◆ STUDY MATERIAL:

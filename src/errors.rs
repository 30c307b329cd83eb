// This Source Code Form is subject to the terms of the Mozilla Public
// License, v. 2.0. If a copy of the MPL was not distributed with this
// file, You can obtain one at http://mozilla.org/MPL/2.0/.

/*!
Errors associated with computing sampling and point-spread images.
 */

use thiserror::Error;

#[derive(Error, Debug, Clone, PartialEq, Eq)]
pub enum SamplingError {
    /// At least one baseline (two antennas) is needed to sample anything.
    #[error("At least 2 antennas are needed to form a baseline, but got {got}")]
    InsufficientAntennas { got: usize },

    #[error("Image dimensions must be at least 1x1, but got {width}x{height}")]
    InvalidImageSize { width: usize, height: usize },
}
// This Source Code Form is subject to the terms of the Mozilla Public
// License, v. 2.0. If a copy of the MPL was not distributed with this
// file, You can obtain one at http://mozilla.org/MPL/2.0/.

//! Form baselines from antenna positions.

use marlu::math::cross_correlation_baseline_to_tiles;

use crate::{Antenna, SamplingError};

/// The displacement between two antennas on the ground \[metres\].
#[derive(Debug, Clone, Copy, Default, PartialEq)]
pub struct Baseline {
    pub u: f64,
    pub v: f64,
}

impl Baseline {
    /// The baseline from antenna `a` to antenna `b`, i.e. `b - a`.
    pub fn between(a: &Antenna, b: &Antenna) -> Baseline {
        Baseline {
            u: b.x - a.x,
            v: b.y - a.y,
        }
    }

    pub fn length(&self) -> f64 {
        self.u.hypot(self.v)
    }
}

impl std::ops::Mul<f64> for Baseline {
    type Output = Self;

    fn mul(self, rhs: f64) -> Self {
        Baseline {
            u: self.u * rhs,
            v: self.v * rhs,
        }
    }
}

/// All of the baselines of an array, one per unordered antenna pair, along
/// with the length of the longest one.
#[derive(Debug, Clone)]
pub struct Baselines {
    vectors: Vec<Baseline>,
    max_length: f64,
}

impl Baselines {
    /// Form a baseline for every antenna pair (i, j) with i < j. The ordering
    /// matches the ordering of cross-correlation baselines used elsewhere in
    /// radio astronomy, e.g. (0, 1), (0, 2), ..., (1, 2), ...
    ///
    /// Fewer than 2 antennas can't make a baseline, and that is an error.
    pub fn from_antennas(antennas: &[Antenna]) -> Result<Baselines, SamplingError> {
        let num_antennas = antennas.len();
        if num_antennas < 2 {
            return Err(SamplingError::InsufficientAntennas { got: num_antennas });
        }

        let num_baselines = num_antennas * (num_antennas - 1) / 2;
        let vectors: Vec<Baseline> = (0..num_baselines)
            .map(|i_bl| {
                let (i, j) = cross_correlation_baseline_to_tiles(num_antennas, i_bl);
                Baseline::between(&antennas[i], &antennas[j])
            })
            .collect();
        let max_length = vectors
            .iter()
            .map(Baseline::length)
            .fold(0.0, f64::max);

        Ok(Baselines {
            vectors,
            max_length,
        })
    }

    pub fn len(&self) -> usize {
        self.vectors.len()
    }

    /// Always false; there is at least one baseline.
    pub fn is_empty(&self) -> bool {
        self.vectors.is_empty()
    }

    /// The length of the longest baseline ("Bmax") \[metres\].
    pub fn max_length(&self) -> f64 {
        self.max_length
    }

    /// Are all of the antennas (practically) in the same place?
    pub fn is_degenerate(&self) -> bool {
        self.max_length < crate::constants::BMAX_EPSILON
    }

    pub fn iter(&self) -> std::slice::Iter<'_, Baseline> {
        self.vectors.iter()
    }
}

impl<'a> IntoIterator for &'a Baselines {
    type Item = &'a Baseline;
    type IntoIter = std::slice::Iter<'a, Baseline>;

    fn into_iter(self) -> Self::IntoIter {
        self.iter()
    }
}

#[cfg(test)]
mod tests {
    use approx::assert_abs_diff_eq;

    use super::*;

    #[test]
    fn too_few_antennas() {
        assert_eq!(
            Baselines::from_antennas(&[]).unwrap_err(),
            SamplingError::InsufficientAntennas { got: 0 }
        );
        assert_eq!(
            Baselines::from_antennas(&[Antenna::new(1.0, 1.0)]).unwrap_err(),
            SamplingError::InsufficientAntennas { got: 1 }
        );
    }

    #[test]
    fn triangle() {
        let antennas = [
            Antenna::new(0.0, 0.0),
            Antenna::new(10.0, 0.0),
            Antenna::new(0.0, 10.0),
        ];
        let baselines = Baselines::from_antennas(&antennas).unwrap();
        assert_eq!(baselines.len(), 3);
        let vectors: Vec<_> = baselines.iter().copied().collect();
        assert_eq!(
            vectors,
            vec![
                Baseline { u: 10.0, v: 0.0 },
                Baseline { u: 0.0, v: 10.0 },
                Baseline { u: -10.0, v: 10.0 },
            ]
        );
        assert_abs_diff_eq!(baselines.max_length(), 200.0_f64.sqrt(), epsilon = 1e-12);
        assert!(!baselines.is_degenerate());
    }

    #[test]
    fn count_and_max_length() {
        for n in 2..12 {
            let antennas: Vec<Antenna> = (0..n)
                .map(|i| {
                    let i = i as f64;
                    Antenna::new(i * 3.0 - 7.0, (i * 0.7).sin() * 20.0)
                })
                .collect();
            let baselines = Baselines::from_antennas(&antennas).unwrap();
            assert_eq!(baselines.len(), n * (n - 1) / 2);

            let mut expected_max = 0.0_f64;
            for (i, a) in antennas.iter().enumerate() {
                for b in &antennas[i + 1..] {
                    expected_max = expected_max.max((b.x - a.x).hypot(b.y - a.y));
                }
            }
            assert_abs_diff_eq!(baselines.max_length(), expected_max, epsilon = 1e-12);
        }
    }

    #[test]
    fn only_one_direction_per_pair() {
        let antennas = [Antenna::new(5.0, 5.0), Antenna::new(2.0, 1.0)];
        let baselines = Baselines::from_antennas(&antennas).unwrap();
        assert_eq!(baselines.len(), 1);
        assert_eq!(
            baselines.iter().next().copied(),
            Some(Baseline { u: -3.0, v: -4.0 })
        );
        assert_abs_diff_eq!(baselines.max_length(), 5.0);
    }

    #[test]
    fn coincident_antennas() {
        let antennas = [Antenna::new(1.0, 2.0); 4];
        let baselines = Baselines::from_antennas(&antennas).unwrap();
        assert_eq!(baselines.len(), 6);
        assert_eq!(baselines.max_length(), 0.0);
        assert!(baselines.is_degenerate());
    }
}
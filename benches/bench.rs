// This Source Code Form is subject to the terms of the Mozilla Public
// License, v. 2.0. If a copy of the MPL was not distributed with this
// file, You can obtain one at http://mozilla.org/MPL/2.0/.

/*!
Benchmarks of the sampling and point-spread function pipeline.
 */

use std::sync::Arc;

use criterion::*;

use uv_sampling::*;

/// A spiral of antennas, a bit like a real array layout.
fn spiral(num_antennas: usize) -> Vec<Antenna> {
    (0..num_antennas)
        .map(|i| {
            let r = 5.0 * (i as f64).sqrt();
            let theta = i as f64 * 2.4;
            Antenna::new(r * theta.cos(), r * theta.sin())
        })
        .collect()
}

fn sampling(c: &mut Criterion) {
    let antennas = spiral(128);
    let baselines = Baselines::from_antennas(&antennas).unwrap();
    c.bench_function("baselines 128 antennas", |b| {
        b.iter(|| Baselines::from_antennas(black_box(&antennas)).unwrap())
    });

    for size in [128, 512] {
        c.bench_function(&format!("rasterise 128 antennas {size}x{size}"), |b| {
            b.iter(|| SamplingGrid::from_baselines(black_box(&baselines), size, size))
        });
    }
}

fn psf(c: &mut Criterion) {
    let antennas = spiral(128);
    let baselines = Baselines::from_antennas(&antennas).unwrap();

    for size in [128, 512] {
        let grid = SamplingGrid::from_baselines(&baselines, size, size);
        let mut solver = PsfSolver::new();
        // Prime the plan cache.
        solver.solve(&grid);
        let mut out = ndarray::Array2::zeros((size, size));
        c.bench_function(&format!("psf {size}x{size}"), |b| {
            b.iter(|| solver.solve_into(black_box(&grid), out.view_mut()))
        });
    }
}

fn pipeline(c: &mut Criterion) {
    let antennas = spiral(64);
    let interferometer = Interferometer::new(
        InterferometryConfig::default(),
        Arc::new(UpdateScheduler::new()),
    )
    .unwrap();
    c.bench_function("compute and drain 64 antennas 128x128", |b| {
        b.iter(|| {
            interferometer.compute(black_box(&antennas));
            interferometer.drain_all(&mut |u: ImageUpdate| {
                black_box(u);
            });
        })
    });
}

criterion_group!(benches, sampling, psf, pipeline);
criterion_main!(benches);
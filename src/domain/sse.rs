use crate::domain::EventRecord;
use serde::Deserialize;
use serde_json::Value;

/// Incremental decoder for the backend's server-sent event framing:
///
/// ```text
/// event: workflow
/// data: {"topic":"...","ts":"...","payload":"..."}
/// <blank line>
/// ```
///
/// Chunks arrive aligned to network reads, not to lines; the parser owns the
/// reassembly of partial lines. Unknown field prefixes are skipped so new
/// server fields never break the stream, and a frame whose data fails to
/// decode is dropped with a diagnostic instead of terminating parsing.
#[derive(Debug, Default)]
pub struct FrameParser {
    partial_line: Vec<u8>,
    data_lines: Vec<String>,
    event_name: Option<String>,
    last_id: Option<String>,
}

#[derive(Debug, Deserialize)]
struct WireEvent {
    topic: String,
    ts: String,
    #[serde(default)]
    payload: Option<Value>,
}

impl FrameParser {
    pub fn new() -> Self {
        Self::default()
    }

    /// Event id from the most recent `id:` field, if the server sent one.
    pub fn last_id(&self) -> Option<&str> {
        self.last_id.as_deref()
    }

    /// Feeds one transport chunk and returns every record completed by it,
    /// in arrival order. Buffering is byte-level so a multi-byte character
    /// split across reads is decoded only once its line is complete.
    pub fn push_chunk(&mut self, chunk: &[u8]) -> Vec<EventRecord> {
        let mut records = Vec::new();

        for &byte in chunk {
            if byte != b'\n' {
                self.partial_line.push(byte);
                continue;
            }
            let mut line = std::mem::take(&mut self.partial_line);
            if line.last() == Some(&b'\r') {
                line.pop();
            }
            let line = String::from_utf8_lossy(&line);
            if let Some(record) = self.push_line(&line) {
                records.push(record);
            }
        }

        records
    }

    fn push_line(&mut self, line: &str) -> Option<EventRecord> {
        if line.is_empty() {
            return self.complete_frame();
        }

        if let Some(value) = line.strip_prefix("data:") {
            self.data_lines.push(value.trim_start().to_string());
        } else if let Some(value) = line.strip_prefix("event:") {
            self.event_name = Some(value.trim().to_string());
        } else if let Some(value) = line.strip_prefix("id:") {
            self.last_id = Some(value.trim().to_string());
        }
        // Anything else (comments, unknown fields) is skipped.

        None
    }

    fn complete_frame(&mut self) -> Option<EventRecord> {
        let event_name = self.event_name.take();
        let data_lines = std::mem::take(&mut self.data_lines);
        if data_lines.is_empty() {
            return None;
        }

        let data = data_lines.join("\n");
        match serde_json::from_str::<WireEvent>(&data) {
            Ok(wire) => Some(EventRecord {
                timestamp: wire.ts,
                topic: wire.topic,
                payload: payload_text(wire.payload),
            }),
            Err(error) => {
                tracing::warn!(
                    event = event_name.as_deref().unwrap_or(""),
                    %error,
                    "dropping undecodable frame"
                );
                None
            }
        }
    }
}

fn payload_text(payload: Option<Value>) -> String {
    match payload {
        None | Some(Value::Null) => String::new(),
        Some(Value::String(text)) => text,
        Some(other) => other.to_string(),
    }
}
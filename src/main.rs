mod app;
mod cli;
mod domain;
mod infra;

use crate::app::{ControllerError, MonitorSnapshot, SessionController};
use crate::cli::CliInvocation;
use crate::domain::{ConnectionState, ReconnectPolicy};
use crate::infra::{ApiClient, ResolveConfigError, SseEventSource, resolve_config};
use std::io::{self, Write};
use std::sync::Arc;
use thiserror::Error;

#[derive(Debug, Error)]
enum MainError {
    #[error(transparent)]
    Config(#[from] ResolveConfigError),

    #[error(transparent)]
    Controller(#[from] ControllerError),

    #[error("failed to build tokio runtime: {0}")]
    Runtime(String),
}

fn main() {
    if let Err(error) = run_main() {
        let mut err = io::stderr().lock();
        let _ = writeln!(err, "{error}");
        std::process::exit(1);
    }
}

fn run_main() -> Result<(), MainError> {
    let args = std::env::args().collect::<Vec<_>>();
    let invocation = match crate::cli::parse_invocation(&args) {
        Ok(invocation) => invocation,
        Err(error) => {
            let mut err = io::stderr().lock();
            let _ = writeln!(err, "{error}");
            let _ = writeln!(err);
            print_help();
            std::process::exit(2);
        }
    };

    match invocation {
        CliInvocation::PrintHelp => {
            print_help();
            Ok(())
        }
        CliInvocation::PrintVersion => {
            let mut out = io::stdout().lock();
            let _ = writeln!(out, "{}", env!("CARGO_PKG_VERSION"));
            Ok(())
        }
        CliInvocation::Monitor {
            session_id,
            base_url,
            token,
        } => {
            init_tracing();
            let config = resolve_config(base_url.as_deref(), token.as_deref())?;

            let runtime = tokio::runtime::Builder::new_multi_thread()
                .enable_all()
                .build()
                .map_err(|error| MainError::Runtime(error.to_string()))?;
            runtime.block_on(run_monitor(config, session_id))
        }
    }
}

fn init_tracing() {
    use tracing_subscriber::EnvFilter;

    let filter = EnvFilter::try_from_default_env()
        .unwrap_or_else(|_| EnvFilter::new("watchpost=info"));
    tracing_subscriber::fmt()
        .with_env_filter(filter)
        .with_writer(io::stderr)
        .init();
}

async fn run_monitor(
    config: crate::infra::MonitorConfig,
    session_id: String,
) -> Result<(), MainError> {
    let api = ApiClient::new(&config);
    let source = Arc::new(SseEventSource::new(&config));
    let mut controller = SessionController::new(api, source, ReconnectPolicy::default());
    let mut updates = controller.subscribe();

    controller.select_session_by_id(&session_id).await?;

    {
        let snapshot = controller.snapshot();
        let mut out = io::stdout().lock();
        if let Some(session) = &snapshot.session {
            let _ = writeln!(
                out,
                "session {} mode={} iteration={} hat={}",
                session.id,
                session.mode.label(),
                session.iteration,
                session.hat
            );
        }
        let _ = writeln!(out, "state: {}", describe(&snapshot.connection));
    }

    let mut rendered = controller.snapshot();
    loop {
        tokio::select! {
            _ = tokio::signal::ctrl_c() => break,
            changed = updates.changed() => {
                if changed.is_err() {
                    break;
                }
                let snapshot = updates.borrow_and_update().clone();
                render_update(&rendered, &snapshot);
                if matches!(snapshot.connection, ConnectionState::Error { .. }) {
                    rendered = snapshot;
                    break;
                }
                rendered = snapshot;
            }
        }
    }

    controller.cancel();

    let metrics = controller.metrics();
    let mut out = io::stdout().lock();
    let _ = writeln!(
        out,
        "totals: input_tokens={} output_tokens={} cost_usd={} duration_ms={}",
        metrics.input_tokens,
        metrics.output_tokens,
        metrics
            .estimated_cost_usd
            .map(|cost| format!("{cost:.4}"))
            .unwrap_or_else(|| "-".to_string()),
        metrics
            .duration_ms
            .map(|ms| format!("{ms:.0}"))
            .unwrap_or_else(|| "-".to_string()),
    );
    Ok(())
}

fn render_update(previous: &MonitorSnapshot, current: &MonitorSnapshot) {
    let mut out = io::stdout().lock();

    if current.connection != previous.connection {
        let _ = writeln!(out, "state: {}", describe(&current.connection));
    }

    // Events are newest-first; print the new head chronologically.
    let fresh = current.events.len().saturating_sub(previous.events.len());
    for record in current.events[..fresh].iter().rev() {
        if record.payload.is_empty() {
            let _ = writeln!(out, "{} {}", record.timestamp, record.topic);
        } else {
            let _ = writeln!(out, "{} {} {}", record.timestamp, record.topic, record.payload);
        }
    }

    if fresh > 0 && current.metrics != previous.metrics {
        let _ = writeln!(
            out,
            "tokens: in={} out={}",
            current.metrics.input_tokens, current.metrics.output_tokens
        );
    }
}

fn describe(connection: &ConnectionState) -> String {
    match connection {
        ConnectionState::Reconnecting { attempt } => {
            format!("reconnecting (attempt {attempt})")
        }
        ConnectionState::Error { message } => format!("error: {message}"),
        other => other.label().to_string(),
    }
}

fn print_help() {
    let mut out = io::stdout().lock();
    let _ = writeln!(out, "watchpost - live monitor for orchestrator sessions");
    let _ = writeln!(out);
    let _ = writeln!(out, "Usage: watchpost [OPTIONS] <SESSION_ID>");
    let _ = writeln!(out);
    let _ = writeln!(out, "Options:");
    let _ = writeln!(out, "  --base-url <URL>   Backend base URL (or WATCHPOST_BASE_URL)");
    let _ = writeln!(out, "  --token <TOKEN>    Bearer credential (or WATCHPOST_TOKEN)");
    let _ = writeln!(out, "  -h, --help         Print help");
    let _ = writeln!(out, "  -V, --version      Print version");
    let _ = writeln!(out);
    let _ = writeln!(
        out,
        "Streams a session's workflow events and keeps running token totals."
    );
    let _ = writeln!(
        out,
        "Sessions in mode=complete with no local pause/resume state are shown"
    );
    let _ = writeln!(out, "as disconnected and never opened for streaming.");
}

◆ EXERCISE AIM: Scan the material for the string "take". Copy each line where it appears.

◆ REPLY TO THE TASK:
            let mut line = std::mem::take(&mut self.partial_line);
        let event_name = self.event_name.take();
        let data_lines = std::mem::take(&mut self.data_lines);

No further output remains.